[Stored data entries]
________
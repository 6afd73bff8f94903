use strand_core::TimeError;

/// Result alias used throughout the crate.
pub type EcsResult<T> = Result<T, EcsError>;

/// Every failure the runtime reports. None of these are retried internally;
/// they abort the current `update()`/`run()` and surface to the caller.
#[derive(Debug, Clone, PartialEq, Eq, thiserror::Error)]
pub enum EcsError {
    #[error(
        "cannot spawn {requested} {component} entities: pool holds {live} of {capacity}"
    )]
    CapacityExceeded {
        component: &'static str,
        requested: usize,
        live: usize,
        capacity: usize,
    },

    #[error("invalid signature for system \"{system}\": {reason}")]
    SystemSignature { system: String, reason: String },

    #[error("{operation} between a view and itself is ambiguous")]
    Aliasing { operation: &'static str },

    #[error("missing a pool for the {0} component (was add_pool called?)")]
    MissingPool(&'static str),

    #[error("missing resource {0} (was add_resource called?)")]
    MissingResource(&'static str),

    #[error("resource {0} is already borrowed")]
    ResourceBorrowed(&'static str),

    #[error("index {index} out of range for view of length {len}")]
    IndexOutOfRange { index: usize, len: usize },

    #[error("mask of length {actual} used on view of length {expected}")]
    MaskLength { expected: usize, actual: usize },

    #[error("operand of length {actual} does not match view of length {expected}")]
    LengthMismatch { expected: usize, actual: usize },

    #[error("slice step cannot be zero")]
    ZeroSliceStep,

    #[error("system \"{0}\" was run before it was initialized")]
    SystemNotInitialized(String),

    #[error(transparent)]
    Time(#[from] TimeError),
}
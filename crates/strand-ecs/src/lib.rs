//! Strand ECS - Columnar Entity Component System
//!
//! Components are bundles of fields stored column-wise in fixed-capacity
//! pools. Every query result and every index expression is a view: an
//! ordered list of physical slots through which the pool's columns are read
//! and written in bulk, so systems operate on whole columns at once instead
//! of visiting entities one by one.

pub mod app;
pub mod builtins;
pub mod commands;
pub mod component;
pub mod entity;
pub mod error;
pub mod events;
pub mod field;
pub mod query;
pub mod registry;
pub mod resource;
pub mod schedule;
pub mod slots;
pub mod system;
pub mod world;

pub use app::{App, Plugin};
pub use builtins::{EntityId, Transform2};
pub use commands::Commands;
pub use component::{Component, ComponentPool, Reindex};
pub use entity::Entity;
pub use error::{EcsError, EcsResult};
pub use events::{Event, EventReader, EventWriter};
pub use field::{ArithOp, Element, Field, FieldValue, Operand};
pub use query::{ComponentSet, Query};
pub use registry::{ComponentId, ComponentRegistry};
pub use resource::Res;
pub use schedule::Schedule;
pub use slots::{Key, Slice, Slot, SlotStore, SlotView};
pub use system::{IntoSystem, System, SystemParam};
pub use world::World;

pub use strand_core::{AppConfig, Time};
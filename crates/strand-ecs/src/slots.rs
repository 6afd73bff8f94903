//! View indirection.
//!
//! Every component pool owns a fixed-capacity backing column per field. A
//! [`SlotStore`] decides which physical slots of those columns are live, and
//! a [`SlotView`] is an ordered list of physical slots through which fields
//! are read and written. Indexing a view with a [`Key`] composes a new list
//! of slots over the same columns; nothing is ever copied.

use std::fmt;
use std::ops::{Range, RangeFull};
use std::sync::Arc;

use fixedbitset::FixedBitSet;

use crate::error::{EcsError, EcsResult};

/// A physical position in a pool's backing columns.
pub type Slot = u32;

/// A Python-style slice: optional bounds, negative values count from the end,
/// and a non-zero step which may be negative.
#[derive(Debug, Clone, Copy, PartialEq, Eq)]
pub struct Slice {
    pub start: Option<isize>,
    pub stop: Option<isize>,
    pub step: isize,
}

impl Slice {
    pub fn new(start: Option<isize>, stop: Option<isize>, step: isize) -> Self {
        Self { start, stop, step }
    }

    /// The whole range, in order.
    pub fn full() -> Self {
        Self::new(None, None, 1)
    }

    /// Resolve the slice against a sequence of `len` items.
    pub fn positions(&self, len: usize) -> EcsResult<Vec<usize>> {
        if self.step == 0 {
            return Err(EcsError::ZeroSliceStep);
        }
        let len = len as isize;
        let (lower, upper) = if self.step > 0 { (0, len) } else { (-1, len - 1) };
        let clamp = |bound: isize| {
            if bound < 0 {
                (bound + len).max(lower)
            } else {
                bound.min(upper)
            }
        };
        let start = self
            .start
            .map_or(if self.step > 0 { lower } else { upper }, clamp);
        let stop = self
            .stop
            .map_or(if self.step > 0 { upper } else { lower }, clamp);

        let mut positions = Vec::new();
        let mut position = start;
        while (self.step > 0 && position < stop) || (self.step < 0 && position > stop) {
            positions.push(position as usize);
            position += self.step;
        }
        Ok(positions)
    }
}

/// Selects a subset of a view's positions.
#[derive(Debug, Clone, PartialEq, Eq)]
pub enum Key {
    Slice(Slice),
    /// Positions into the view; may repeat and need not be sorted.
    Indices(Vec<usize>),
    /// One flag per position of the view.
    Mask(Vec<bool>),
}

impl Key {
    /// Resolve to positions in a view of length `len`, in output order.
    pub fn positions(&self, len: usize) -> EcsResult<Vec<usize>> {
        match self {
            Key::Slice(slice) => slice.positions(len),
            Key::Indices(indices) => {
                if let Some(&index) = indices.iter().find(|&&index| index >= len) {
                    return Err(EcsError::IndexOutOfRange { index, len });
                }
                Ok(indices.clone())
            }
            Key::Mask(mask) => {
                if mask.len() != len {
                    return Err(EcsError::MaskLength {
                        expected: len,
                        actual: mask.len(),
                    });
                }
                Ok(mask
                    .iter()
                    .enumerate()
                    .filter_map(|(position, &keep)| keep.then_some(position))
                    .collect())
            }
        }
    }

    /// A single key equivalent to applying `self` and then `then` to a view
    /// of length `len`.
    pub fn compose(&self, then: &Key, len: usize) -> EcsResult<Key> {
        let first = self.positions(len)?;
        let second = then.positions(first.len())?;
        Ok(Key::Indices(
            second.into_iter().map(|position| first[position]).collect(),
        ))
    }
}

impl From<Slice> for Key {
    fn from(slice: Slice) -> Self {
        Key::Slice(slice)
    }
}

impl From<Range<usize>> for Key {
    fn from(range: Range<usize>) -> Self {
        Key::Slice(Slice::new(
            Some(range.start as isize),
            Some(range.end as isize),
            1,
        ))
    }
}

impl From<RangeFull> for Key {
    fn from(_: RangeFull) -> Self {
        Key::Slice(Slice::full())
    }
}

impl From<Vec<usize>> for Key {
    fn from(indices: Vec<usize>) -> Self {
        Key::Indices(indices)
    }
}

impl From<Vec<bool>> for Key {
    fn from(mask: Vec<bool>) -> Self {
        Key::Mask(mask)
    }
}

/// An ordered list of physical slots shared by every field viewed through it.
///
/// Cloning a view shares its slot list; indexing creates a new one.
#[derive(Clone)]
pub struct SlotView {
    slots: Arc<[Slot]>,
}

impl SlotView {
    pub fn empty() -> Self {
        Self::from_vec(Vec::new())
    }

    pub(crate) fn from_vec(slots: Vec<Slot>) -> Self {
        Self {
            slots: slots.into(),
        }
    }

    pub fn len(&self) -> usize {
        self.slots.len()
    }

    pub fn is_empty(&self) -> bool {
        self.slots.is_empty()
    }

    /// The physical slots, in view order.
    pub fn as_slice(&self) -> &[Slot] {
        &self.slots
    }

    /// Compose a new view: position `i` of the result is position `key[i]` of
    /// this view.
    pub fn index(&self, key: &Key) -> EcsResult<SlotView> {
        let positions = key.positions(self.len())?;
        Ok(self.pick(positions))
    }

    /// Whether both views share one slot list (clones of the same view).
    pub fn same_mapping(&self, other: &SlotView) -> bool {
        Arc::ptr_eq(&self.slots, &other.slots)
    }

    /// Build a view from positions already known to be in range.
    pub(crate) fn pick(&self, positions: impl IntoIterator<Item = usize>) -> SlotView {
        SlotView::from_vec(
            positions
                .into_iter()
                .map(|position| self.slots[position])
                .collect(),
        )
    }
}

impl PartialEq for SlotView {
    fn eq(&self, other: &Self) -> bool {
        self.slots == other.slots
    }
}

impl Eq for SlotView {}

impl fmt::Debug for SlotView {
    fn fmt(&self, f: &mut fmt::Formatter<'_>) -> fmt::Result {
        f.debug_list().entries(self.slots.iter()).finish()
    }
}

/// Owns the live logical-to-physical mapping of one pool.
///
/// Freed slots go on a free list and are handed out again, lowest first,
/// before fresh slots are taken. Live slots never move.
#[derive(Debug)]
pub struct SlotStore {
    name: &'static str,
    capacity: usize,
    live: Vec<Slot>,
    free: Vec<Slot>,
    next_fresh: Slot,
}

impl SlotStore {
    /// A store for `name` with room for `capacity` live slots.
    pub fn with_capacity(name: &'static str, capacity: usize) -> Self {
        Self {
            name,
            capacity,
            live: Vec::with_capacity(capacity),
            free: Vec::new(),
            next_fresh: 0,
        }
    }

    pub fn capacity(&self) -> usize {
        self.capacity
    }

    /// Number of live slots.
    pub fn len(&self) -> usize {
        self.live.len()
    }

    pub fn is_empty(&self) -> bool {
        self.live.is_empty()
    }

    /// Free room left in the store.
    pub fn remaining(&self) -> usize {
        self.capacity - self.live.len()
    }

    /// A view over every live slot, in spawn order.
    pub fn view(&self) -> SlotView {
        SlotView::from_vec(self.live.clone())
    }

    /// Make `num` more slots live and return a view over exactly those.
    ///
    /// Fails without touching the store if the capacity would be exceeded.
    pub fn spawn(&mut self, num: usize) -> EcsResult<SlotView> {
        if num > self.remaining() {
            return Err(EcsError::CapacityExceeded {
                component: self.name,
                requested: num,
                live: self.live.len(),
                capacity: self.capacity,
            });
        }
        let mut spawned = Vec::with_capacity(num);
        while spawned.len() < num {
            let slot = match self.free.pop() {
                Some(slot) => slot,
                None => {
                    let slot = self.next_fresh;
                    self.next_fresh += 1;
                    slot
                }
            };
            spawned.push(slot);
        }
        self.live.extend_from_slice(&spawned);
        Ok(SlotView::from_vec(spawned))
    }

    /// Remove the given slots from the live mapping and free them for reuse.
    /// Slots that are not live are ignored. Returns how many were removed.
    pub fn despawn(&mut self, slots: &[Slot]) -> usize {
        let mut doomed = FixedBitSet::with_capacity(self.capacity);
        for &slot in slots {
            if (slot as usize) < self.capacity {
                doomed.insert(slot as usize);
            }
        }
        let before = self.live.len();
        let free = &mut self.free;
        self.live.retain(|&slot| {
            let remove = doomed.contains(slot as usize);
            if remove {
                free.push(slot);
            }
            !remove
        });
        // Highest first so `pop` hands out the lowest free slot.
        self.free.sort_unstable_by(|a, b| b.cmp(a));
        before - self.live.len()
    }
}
________
What is the number of lines above that contain the word "while"? Answer with that number only.

[Result of this exercise] 2